→ **Exercise brief**: Filter the listing below, keeping only the lines with the word "that".

→ **Material to process**:
//! Composition combinators: alternation, conjunction, negation, guards.
//!
//! [`one_of`] and [`all_of`] probe one input with several patterns, so they
//! wrap it in a [`CachedValue`] first: accessor-backed records and one-pass
//! sequences look identical to every candidate.
//!
//! Inside a sequence pattern, [`one_of`] is cursor-aware. Alternatives that
//! each read one element share that element through the cache; alternatives
//! containing quantifiers are tried from a checkpoint and rolled back on
//! failure, so `one_of([group(..), group(..)])` works element-wise.
//!
//! # Example
//!
//! ```
//! use rematch::{match_number, match_string, one_of, otherwise, when, Value};
//!
//! let describe = one_of([
//!     when(match_number(None)).then(|m| Value::from(format!("number {:?}", m.value.as_number()))),
//!     when(match_string(None)).then(|_| Value::from("string")),
//!     otherwise().then(|_| Value::from("other")),
//! ]);
//!
//! assert_eq!(describe.evaluate(&Value::from("x")).unwrap(), Some(Value::from("string")));
//! assert_eq!(describe.evaluate(&Value::Null).unwrap(), Some(Value::from("other")));
//! ```

use std::fmt;
use std::sync::Arc;

use tracing::debug;

use crate::matchable::{build_matcher, Matchable};
use crate::matcher::{Eval, Kind};
use crate::result::{matched, MatchResult, Matched, Mismatch, Results, Unmatched, UNMATCHED};
use crate::{any, CachedValue, Cursor, Matcher, Value};

type Guard = Arc<dyn Fn(&Matched) -> bool + Send + Sync>;
type Mapper = Arc<dyn Fn(&Matched) -> Value + Send + Sync>;

/// First alternative that matches.
///
/// Zero alternatives never match.
#[must_use]
pub fn one_of<T, I>(alternatives: I) -> Matcher
where
    T: Into<Matchable>,
    I: IntoIterator<Item = T>,
{
    Matcher::new(Kind::OneOf(
        alternatives.into_iter().map(build_matcher).collect(),
    ))
}

/// Every component must match the same input.
///
/// Binds the input itself, with each component's result in
/// [`Matched::results`]. Zero components always match.
#[must_use]
pub fn all_of<T, I>(components: I) -> Matcher
where
    T: Into<Matchable>,
    I: IntoIterator<Item = T>,
{
    Matcher::new(Kind::AllOf(
        components.into_iter().map(build_matcher).collect(),
    ))
}

/// Matches exactly when `pattern` does not, binding the input.
#[must_use]
pub fn not(pattern: impl Into<Matchable>) -> Matcher {
    Matcher::new(Kind::Not(build_matcher(pattern)))
}

/// Start a guarded, transforming matcher over `pattern`.
///
/// ```
/// use rematch::{match_number, when, Value};
///
/// let halve_even = when(match_number(None))
///     .guard(|m| m.value.as_number().is_some_and(|n| n % 2.0 == 0.0))
///     .then(|m| Value::from(m.value.as_number().unwrap_or_default() / 2.0));
///
/// assert_eq!(halve_even.evaluate(&Value::from(8)).unwrap(), Some(Value::from(4)));
/// assert_eq!(halve_even.evaluate(&Value::from(7)).unwrap(), None);
/// ```
#[must_use]
pub fn when(pattern: impl Into<Matchable>) -> When {
    When {
        matcher: build_matcher(pattern),
        guards: Vec::new(),
    }
}

/// `when(any())`: the catch-all arm of an alternation.
#[must_use]
pub fn otherwise() -> When {
    when(any())
}

/// Builder returned by [`when`].
#[must_use = "a When does nothing until turned into a Matcher with `then` or `build`"]
pub struct When {
    matcher: Matcher,
    guards: Vec<Guard>,
}

impl When {
    /// Add a guard. Guards run left to right after the pattern matches,
    /// and the first one returning `false` fails the match.
    pub fn guard(mut self, guard: impl Fn(&Matched) -> bool + Send + Sync + 'static) -> Self {
        self.guards.push(Arc::new(guard));
        self
    }

    /// Finish with a mapper producing the bound value.
    ///
    /// The mapped result keeps the pattern's diagnostics.
    #[must_use]
    pub fn then(self, mapper: impl Fn(&Matched) -> Value + Send + Sync + 'static) -> Matcher {
        Matcher::new(Kind::When(Guarded {
            matcher: self.matcher,
            guards: self.guards,
            mapper: Some(Arc::new(mapper)),
        }))
    }

    /// Finish without a mapper, binding the pattern's value.
    ///
    /// With no guards this is the pattern's own matcher.
    #[must_use]
    pub fn build(self) -> Matcher {
        if self.guards.is_empty() {
            return self.matcher;
        }
        Matcher::new(Kind::When(Guarded {
            matcher: self.matcher,
            guards: self.guards,
            mapper: None,
        }))
    }
}

impl From<When> for Matcher {
    fn from(when: When) -> Self {
        when.build()
    }
}

impl fmt::Debug for When {
    fn fmt(&self, f: &mut fmt::Formatter<'_>) -> fmt::Result {
        f.debug_struct("When")
            .field("matcher", &self.matcher)
            .field("guards", &self.guards.len())
            .finish()
    }
}

pub(crate) struct Guarded {
    pub(crate) matcher: Matcher,
    guards: Vec<Guard>,
    mapper: Option<Mapper>,
}

impl Guarded {
    pub(crate) fn finish(&self, result: MatchResult) -> MatchResult {
        let m = match result {
            MatchResult::Matched(m) => m,
            unmatched @ MatchResult::Unmatched(_) => return unmatched,
        };
        if let Some(index) = self.guards.iter().position(|guard| !guard(&m)) {
            debug!(guard = index, "guard rejected match");
            return UNMATCHED;
        }
        match &self.mapper {
            Some(mapper) => MatchResult::Matched(m).map_value(|m| mapper(m)),
            None => MatchResult::Matched(m),
        }
    }
}

impl fmt::Debug for Guarded {
    fn fmt(&self, f: &mut fmt::Formatter<'_>) -> fmt::Result {
        f.debug_struct("When")
            .field("matcher", &self.matcher)
            .field("guards", &self.guards.len())
            .field("mapped", &self.mapper.is_some())
            .finish()
    }
}

// ═══════════════════════════════════════════════════════════════════════════════
// Evaluation
// ═══════════════════════════════════════════════════════════════════════════════

pub(crate) fn one_of_value(alternatives: &[Matcher], value: &Value) -> Eval {
    if alternatives.is_empty() {
        return Ok(UNMATCHED);
    }
    let cache = CachedValue::new(value);
    for (index, alternative) in alternatives.iter().enumerate() {
        let result = alternative.apply(&cache.view())?;
        if result.is_matched() {
            debug!(index, "alternative matched");
            return Ok(result);
        }
    }
    debug!(count = alternatives.len(), "no alternative matched");
    Ok(UNMATCHED)
}

pub(crate) fn all_of_value(components: &[Matcher], value: &Value) -> Eval {
    let cache = CachedValue::new(value);
    let mut results = Vec::with_capacity(components.len());
    for (index, component) in components.iter().enumerate() {
        match component.apply(&cache.view())? {
            result @ MatchResult::Matched(_) => results.push(result),
            MatchResult::Unmatched(cause) => {
                debug!(index, "all_of component failed");
                return Ok(Unmatched::because(Mismatch::Failed {
                    index,
                    cause: Box::new(cause),
                })
                .into());
            }
        }
    }
    Ok(Matched::new(cache.view().into_owned())
        .with_results(Results::List(results))
        .into())
}

pub(crate) fn not_value(inner: &Matcher, value: &Value) -> Eval {
    let cache = CachedValue::new(value);
    Ok(match inner.apply(&cache.view())? {
        MatchResult::Matched(_) => UNMATCHED,
        MatchResult::Unmatched(_) => matched(cache.view().into_owned()),
    })
}

pub(crate) fn one_of_cursor(alternatives: &[Matcher], cursor: &mut Cursor<'_>) -> Eval {
    let start = cursor.now();
    if alternatives.iter().all(Matcher::is_single_read) {
        return match cursor.next() {
            Some(value) => one_of_value(alternatives, &value),
            None => Ok(Unmatched::because(Mismatch::Exhausted {
                position: start.position(),
            })
            .into()),
        };
    }
    for (index, alternative) in alternatives.iter().enumerate() {
        let result = alternative.consume(cursor)?;
        if result.is_matched() {
            debug!(index, "alternative matched in sequence");
            return Ok(result);
        }
        cursor.jump(start);
    }
    Ok(UNMATCHED)
}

→ **Solution to the problem**:
//! Inside a sequence pattern, [`one_of`] is cursor-aware. Alternatives that
//! each read one element share that element through the cache; alternatives
/// First alternative that matches.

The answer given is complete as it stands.